For a long time, many Americans worried whether Iraq was becoming another Vietnam.
Now, as sectarian strife between Shiite and Sunni Muslims spreads, a grimmer and more disturbing question is emerging: Could Iraq become another Lebanon?
With the US military campaign in Iraq entering its fourth year, longtime concerns about the stubborn insurgency are being compounded by new fears that the country stands on the verge of civil war.
PHOTOS: NY TIMES NEWS SERVICE
"Could anyone imagine it would be more perilous than it is today?" Bruce Hoffman, a defense analyst for the Rand Corp, said Thursday in an interview. "The prospect of civil war is looming much larger than at any time in the past."
The bombing of a Shiite holy shrine at a mosque in Samarra on Feb. 22 unleashed a bloodbath that has claimed 1,500 lives and set off a wave of retribution killings.
Rob Malley, head of Middle East studies for the International Crisis Group in Brussels, Belgium, sees an even worse threat.
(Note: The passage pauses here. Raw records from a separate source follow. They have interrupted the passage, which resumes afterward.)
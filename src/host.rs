//! Collaborator seams
//!
//! The controller talks to the rendering layer through [`SceneHost`] and to
//! the HUD through [`HudSink`]. Both are assumed to succeed or silently no-op.

use std::collections::BTreeSet;

use glam::Vec3;

use crate::sim::{EndReason, ReticleFeedback, TargetId, TargetKind};

/// Rendering layer
pub trait SceneHost {
    /// Create a target entity. `None` means the scene could not create it;
    /// the spawn is skipped.
    fn spawn_target(&mut self, kind: TargetKind, position: Vec3) -> Option<TargetId>;

    fn destroy_target(&mut self, id: TargetId);

    fn set_reticle_feedback(&mut self, _feedback: ReticleFeedback) {}

    /// Collect burst/sound at the orb's last position
    fn collected_feedback(&mut self, _id: TargetId, _position: Vec3) {}
}

/// Presentation layer (HUD, menus)
pub trait HudSink {
    fn on_score_changed(&mut self, _score: u32) {}
    fn on_time_changed(&mut self, _seconds_remaining: u32) {}
    fn on_round_ended(&mut self, _reason: EndReason) {}
    fn on_round_started(&mut self) {}
}

impl HudSink for () {}

/// In-memory scene used by the native demo and tests
#[derive(Debug, Clone)]
pub struct HeadlessScene {
    next_id: u32,
    pub live: BTreeSet<TargetId>,
    pub reticle: ReticleFeedback,
    pub spawned: u32,
    pub collected: u32,
    /// Pretend the renderer is gone (spawns fail)
    pub unavailable: bool,
}

impl Default for HeadlessScene {
    fn default() -> Self {
        Self::new()
    }
}

impl HeadlessScene {
    pub fn new() -> Self {
        Self {
            next_id: 1,
            live: BTreeSet::new(),
            reticle: ReticleFeedback::None,
            spawned: 0,
            collected: 0,
            unavailable: false,
        }
    }
}

impl SceneHost for HeadlessScene {
    fn spawn_target(&mut self, _kind: TargetKind, _position: Vec3) -> Option<TargetId> {
        if self.unavailable {
            return None;
        }
        let id = TargetId(self.next_id);
        self.next_id += 1;
        self.live.insert(id);
        self.spawned += 1;
        Some(id)
    }

    fn destroy_target(&mut self, id: TargetId) {
        self.live.remove(&id);
    }

    fn set_reticle_feedback(&mut self, feedback: ReticleFeedback) {
        self.reticle = feedback;
    }

    fn collected_feedback(&mut self, _id: TargetId, _position: Vec3) {
        self.collected += 1;
    }
}

/// HUD notification, as recorded by [`HudLog`]
#[derive(Debug, Clone, Copy, PartialEq, Eq)]
pub enum HudEvent {
    RoundStarted,
    ScoreChanged(u32),
    TimeChanged(u32),
    RoundEnded(EndReason),
}

/// Records HUD notifications in order
#[derive(Debug, Clone, Default)]
pub struct HudLog {
    pub events: Vec<HudEvent>,
}

impl HudLog {
    pub fn new() -> Self {
        Self::default()
    }

    pub fn ended(&self) -> Vec<EndReason> {
        self.events
            .iter()
            .filter_map(|e| match e {
                HudEvent::RoundEnded(reason) => Some(*reason),
                _ => None,
            })
            .collect()
    }

    pub fn last_score(&self) -> Option<u32> {
        self.events.iter().rev().find_map(|e| match e {
            HudEvent::ScoreChanged(s) => Some(*s),
            _ => None,
        })
    }

    pub fn last_time(&self) -> Option<u32> {
        self.events.iter().rev().find_map(|e| match e {
            HudEvent::TimeChanged(t) => Some(*t),
            _ => None,
        })
    }
}

impl HudSink for HudLog {
    fn on_score_changed(&mut self, score: u32) {
        self.events.push(HudEvent::ScoreChanged(score));
    }

    fn on_time_changed(&mut self, seconds_remaining: u32) {
        self.events.push(HudEvent::TimeChanged(seconds_remaining));
    }

    fn on_round_ended(&mut self, reason: EndReason) {
        self.events.push(HudEvent::RoundEnded(reason));
    }

    fn on_round_started(&mut self) {
        self.events.push(HudEvent::RoundStarted);
    }
}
He worries about the Iraq war extending beyond its borders and becoming a regional conflict, with Iran, Saudi Arabia and other neighbors pulled into the fray.
"The more chaotic the situation becomes, the more it spills over into neighboring states, and the more those states will take action to protect their interests," Malley said.
The Bush administration's hard-line stance against Iran's nuclear ambitions, Malley said, collides with its attempt to persuade Iranian-affiliated Iraqi Shiites to give Sunnis more oil revenues and a larger role in the government now being formed. Martin Van Creveld, a prominent Israeli military historian who is the only non-US author on the US Army's required reading list for officers, offered a brutal assessment of the decision to invade Iraq. It was, Van Creveld said, the worst military adventure in 20 centuries.
"For misleading the American people and launching the most foolish war since Emperor Augustus in 9BC sent his legions into Germany and lost them, Bush deserves to be impeached and, once he has been removed from office, put on trial," Van Creveld wrote in the Forward, a mainly Jewish-readership newspaper in New York.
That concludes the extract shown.